ASSIGNMENT ::
Your task is to restate word for word the lines of the listing below that start at the one containing "RemoteComment::from_value(value)" and run to the end; please add nothing.
:: PROVIDED DATA
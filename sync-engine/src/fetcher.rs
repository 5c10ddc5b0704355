//! Paginated fetcher.
//!
//! Drains every page of an endpoint into memory and decodes the records. A
//! fetch is all-or-nothing: any failed page fails the whole fetch, and a
//! retry starts again from page 1.

use crate::remote::{Endpoint, RemoteError, RemoteSource};
use chrono::{DateTime, Utc};
use serde_json::Value;
use std::sync::Arc;
use sync_core::{PagePlan, PageStep};
use sync_types::{Comment, Issue, RemoteComment, RemoteIssue, RepoScope};

/// Walks pages of a [`RemoteSource`].
pub struct Fetcher<R> {
    remote: Arc<R>,
    max_pages: u32,
}

impl<R> Clone for Fetcher<R> {
    fn clone(&self) -> Self {
        Self {
            remote: Arc::clone(&self.remote),
            max_pages: self.max_pages,
        }
    }
}

impl<R: RemoteSource> Fetcher<R> {
    /// Create a fetcher that gives up after `max_pages` non-empty pages.
    pub fn new(remote: Arc<R>, max_pages: u32) -> Self {
        Self { remote, max_pages }
    }

    /// The underlying remote.
    pub fn remote(&self) -> &Arc<R> {
        &self.remote
    }

    /// Fetch every raw record of `endpoint` updated since `since`.
    pub async fn fetch_all(
        &self,
        endpoint: &Endpoint,
        since: Option<DateTime<Utc>>,
    ) -> Result<Vec<Value>, RemoteError> {
        let mut plan = PagePlan::with_max_pages(since, self.max_pages);
        let mut request = plan.request();
        let mut records = Vec::new();

        loop {
            let page = self.remote.fetch_page(endpoint, &request.params()).await?;
            let count = page.len();
            records.extend(page);

            match plan.advance(count) {
                PageStep::Next(next) => request = next,
                PageStep::Done => break,
                PageStep::LimitReached { pages } => {
                    return Err(RemoteError::PageLimit {
                        endpoint: endpoint.to_string(),
                        pages,
                    })
                }
            }
        }

        tracing::debug!(%endpoint, records = records.len(), "Fetched all pages");
        Ok(records)
    }

    /// Fetch and validate every issue of a repository updated since `since`.
    pub async fn fetch_issues(
        &self,
        repository: &RepoScope,
        since: Option<DateTime<Utc>>,
    ) -> Result<Vec<Issue>, RemoteError> {
        self.fetch_all(&Endpoint::issues(repository), since)
            .await?
            .into_iter()
            .map(|value| {
                RemoteIssue::from_value(value)
                    .and_then(|remote| remote.into_issue(repository))
                    .map_err(|e| RemoteError::Validation(e.to_string()))
            })
            .collect()
    }

    /// Fetch and validate the comments of `issue` updated since `since`.
    pub async fn fetch_comments(
        &self,
        issue: &Issue,
        since: Option<DateTime<Utc>>,
    ) -> Result<Vec<Comment>, RemoteError> {
        self.fetch_all(&Endpoint::comments(&issue.repository, issue.number), since)
            .await?
            .into_iter()
            .map(|value| {
                RemoteComment::from_value(value)
                    .and_then(|remote| remote.into_comment(issue))
                    .map_err(|e| RemoteError::Validation(e.to_string()))
            })
            .collect()
    }
}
::::
WRITTEN RESPONSE ::
                RemoteComment::from_value(value)
                    .and_then(|remote| remote.into_comment(issue))
                    .map_err(|e| RemoteError::Validation(e.to_string()))
            })
            .collect()
    }
}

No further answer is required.